#### Provided material

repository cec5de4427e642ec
//! Error types for the index crate.

/// Errors that can occur during index operations.
#[derive(Debug, thiserror::Error)]
pub enum IndexError {
    /// The index file exists but does not hold a valid entry list.
    #[error("corrupt index: {0}")]
    Corrupt(String),

    /// Serialization error while writing the index.
    #[error("serialization error: {0}")]
    Serialization(String),

    /// I/O error reading or rewriting the index file.
    #[error("I/O error: {0}")]
    Io(#[from] std::io::Error),
}

/// Convenience alias for index results.
pub type IndexResult<T> = Result<T, IndexError>;
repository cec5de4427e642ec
use std::fs::{self, OpenOptions};
use std::io::{ErrorKind, Write};
use std::path::{Component, Path, PathBuf};
use std::sync::Arc;

use tracing::{debug, info};
use vexis_index::{FsIndex, InMemoryIndex, IndexEntry, StagingArea};
use vexis_refs::{FsHeadStore, HeadStore, InMemoryHeadStore};
use vexis_store::{FsObjectStore, InMemoryObjectStore, ObjectStore};
use vexis_types::ObjectId;
use walkdir::WalkDir;

use crate::commit::Commit;
use crate::config::RepoConfig;
use crate::error::{SdkError, SdkResult};
use crate::history::{load_commit, History};
use crate::show::{commit_diff, CommitDiff};

/// Result of [`Vexis::init`].
#[derive(Clone, Copy, Debug, PartialEq, Eq)]
pub enum InitOutcome {
    Created,
    AlreadyInitialized,
}

/// High-level Vexis repository API.
pub struct Vexis {
    config: RepoConfig,
    store: Arc<dyn ObjectStore>,
    head: Arc<dyn HeadStore>,
    index: Arc<dyn StagingArea>,
}

impl std::fmt::Debug for Vexis {
    fn fmt(&self, f: &mut std::fmt::Formatter<'_>) -> std::fmt::Result {
        f.debug_struct("Vexis")
            .field("root", &self.config.root)
            .field("dir_name", &self.config.dir_name)
            .finish()
    }
}

impl Vexis {
    /// Create the on-disk layout and open the repository.
    ///
    /// Existing files are left untouched; if nothing had to be created the
    /// outcome is [`InitOutcome::AlreadyInitialized`].
    pub fn init(config: RepoConfig) -> SdkResult<(Self, InitOutcome)> {
        fs::create_dir_all(config.objects_dir())?;
        let created_head = create_new(&config.head_path(), b"")?;
        let created_index = create_new(&config.index_path(), b"[]")?;

        let outcome = if created_head || created_index {
            info!(path = %config.meta_dir().display(), "initialized repository");
            InitOutcome::Created
        } else {
            info!(path = %config.meta_dir().display(), "repository already initialized");
            InitOutcome::AlreadyInitialized
        };

        Ok((Self::open(config)?, outcome))
    }

    /// Open an initialized repository with filesystem backends.
    pub fn open(config: RepoConfig) -> SdkResult<Self> {
        if !config.objects_dir().is_dir() {
            return Err(SdkError::NotInitialized(config.root.display().to_string()));
        }

        let store = FsObjectStore::new(config.objects_dir()).with_verification(config.verify_on_read);
        let head = FsHeadStore::new(config.head_path());
        let index = FsIndex::new(config.index_path());

        Ok(Self::with_backends(
            config,
            Arc::new(store),
            Arc::new(head),
            Arc::new(index),
        ))
    }

    /// A repository held entirely in memory.
    pub fn in_memory() -> Self {
        Self::with_backends(
            RepoConfig::default(),
            Arc::new(InMemoryObjectStore::new()),
            Arc::new(InMemoryHeadStore::new()),
            Arc::new(InMemoryIndex::new()),
        )
    }

    /// Assemble a repository from explicit backends.
    pub fn with_backends(
        config: RepoConfig,
        store: Arc<dyn ObjectStore>,
        head: Arc<dyn HeadStore>,
        index: Arc<dyn StagingArea>,
    ) -> Self {
        Self {
            config,
            store,
            head,
            index,
        }
    }

    pub fn config(&self) -> &RepoConfig {
        &self.config
    }

    /// Digest of the current tip, or `None` before the first commit.
    pub fn head(&self) -> SdkResult<Option<ObjectId>> {
        Ok(self.head.read_head()?)
    }

    /// Entries currently staged, in insertion order.
    pub fn staged(&self) -> SdkResult<Vec<IndexEntry>> {
        Ok(self.index.read_all()?)
    }

    // ---- Content operations ----

    pub fn write_blob(&self, data: &[u8]) -> SdkResult<ObjectId> {
        Ok(self.store.write(data)?)
    }

    /// Raw bytes of any stored object.
    pub fn read_object(&self, id: &ObjectId) -> SdkResult<Vec<u8>> {
        Ok(self.store.get(id)?)
    }

    // ---- Staging ----

    /// Store `content` as a blob and stage it under `path`.
    pub fn stage_bytes(&self, path: &str, content: &[u8]) -> SdkResult<ObjectId> {
        let id = self.store.write(content)?;
        self.index.append(IndexEntry::new(path, id))?;
        debug!(path, hash = %id.short_hex(), "staged");
        Ok(id)
    }

    /// Read the file at `path` and stage its current content.
    pub fn stage_file(&self, path: &Path) -> SdkResult<ObjectId> {
        let content = fs::read(path).map_err(|e| match e.kind() {
            ErrorKind::NotFound => SdkError::FileNotFound(path.display().to_string()),
            _ => SdkError::Io(e),
        })?;
        self.stage_bytes(&path_key(path), &content)
    }

    /// Stage a file, or every regular file beneath a directory.
    ///
    /// Directory entries are visited in name order and the metadata
    /// directory is skipped. Returns the staged `(path, digest)` pairs.
    pub fn stage_path(&self, path: &Path) -> SdkResult<Vec<(String, ObjectId)>> {
        if !path.is_dir() {
            let id = self.stage_file(path)?;
            return Ok(vec![(path_key(path), id)]);
        }

        let mut staged = Vec::new();
        let walker = WalkDir::new(path)
            .sort_by_file_name()
            .into_iter()
            .filter_entry(|e| !(e.file_type().is_dir() && self.config.is_meta_dir(e.path())));

        for entry in walker {
            let entry = entry.map_err(|e| SdkError::Io(e.into()))?;
            if entry.file_type().is_file() {
                let id = self.stage_file(entry.path())?;
                staged.push((path_key(entry.path()), id));
            }
        }
        Ok(staged)
    }

    // ---- Commits ----

    /// Snapshot the staging index into a new commit and advance HEAD.
    ///
    /// Steps run in this order: write the commit object, point HEAD at it,
    /// clear the index. They are not transactional. A crash after the first
    /// step leaves an unreachable object; a crash after the second leaves the
    /// old entries staged for the next commit.
    pub fn commit(&self, message: &str) -> SdkResult<ObjectId> {
        let files = self.index.read_all()?;
        let parent = self.head.read_head()?;
        let commit = Commit::new(message, files, parent);

        let bytes = commit.to_bytes()?;
        let id = self.store.write(&bytes)?;
        debug!(commit = %id.short_hex(), "commit object written");

        self.head.write_head(&id)?;
        self.index.clear()?;

        info!(
            commit = %id.short_hex(),
            files = commit.files.len(),
            root = commit.is_root(),
            "commit created"
        );
        Ok(id)
    }

    pub fn load_commit(&self, id: &ObjectId) -> SdkResult<Commit> {
        load_commit(self.store.as_ref(), id)
    }

    /// Turn user input into a commit digest.
    ///
    /// Accepts a full hex digest or `HEAD`. Anything that cannot name a
    /// commit is reported as `CommitNotFound`.
    pub fn resolve_commit(&self, rev: &str) -> SdkResult<ObjectId> {
        let rev = rev.trim();
        if rev.eq_ignore_ascii_case("HEAD") {
            return self
                .head()?
                .ok_or_else(|| SdkError::CommitNotFound("HEAD".to_string()));
        }
        ObjectId::from_hex(rev).map_err(|_| SdkError::CommitNotFound(rev.to_string()))
    }

    // ---- History ----

    /// Walk from HEAD to the root commit.
    pub fn history(&self) -> SdkResult<History<'_>> {
        Ok(self.walk_from(self.head()?))
    }

    pub fn walk_from(&self, start: Option<ObjectId>) -> History<'_> {
        History::new(self.store.as_ref(), start)
    }

    /// Up to `limit` commits from HEAD, newest first.
    pub fn log(&self, limit: Option<usize>) -> SdkResult<Vec<(ObjectId, Commit)>> {
        self.history()?
            .take(limit.unwrap_or(usize::MAX))
            .collect()
    }

    /// Every file of the commit with its diff against the parent.
    pub fn show_commit_diff(&self, id: &ObjectId) -> SdkResult<CommitDiff> {
        commit_diff(self.store.as_ref(), id)
    }
}

/// Create `path` holding `content` unless it already exists.
fn create_new(path: &Path, content: &[u8]) -> SdkResult<bool> {
    match OpenOptions::new().write(true).create_new(true).open(path) {
        Ok(mut file) => {
            file.write_all(content)?;
            Ok(true)
        }
        Err(e) if e.kind() == ErrorKind::AlreadyExists => Ok(false),
        Err(e) => Err(e.into()),
    }
}

/// The path string recorded in the index.
///
/// `.` components are dropped so that `./a.txt` from a directory walk and
/// `a.txt` named directly map to the same key.
fn path_key(path: &Path) -> String {
    let normalized: PathBuf = path
        .components()
        .filter(|c| !matches!(c, Component::CurDir))
        .collect();
    normalized.to_string_lossy().into_owned()
}
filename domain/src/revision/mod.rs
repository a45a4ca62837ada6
//! Bounded revision: policy, state machine and per-attempt audit records.

pub mod attempt;
pub mod policy;
pub mod state;

pub use attempt::{AttemptOutcome, PendingAttempt, RevisionAttempt, RevisionOutcome};
pub use policy::{MAX_ATTEMPTS, REVISION_QUALITY_THRESHOLD, REVISION_TOKEN_BUDGET, RevisionPolicy};
pub use state::{AcceptReason, ExhaustReason, RevisionEvent, RevisionState};
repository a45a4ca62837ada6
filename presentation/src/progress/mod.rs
//! Progress display

pub mod reporter;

########

Task directions: From the listing above, copy out each line where the word "IndexError" appears.

Response to this exercise:
pub enum IndexError {
pub type IndexResult<T> = Result<T, IndexError>;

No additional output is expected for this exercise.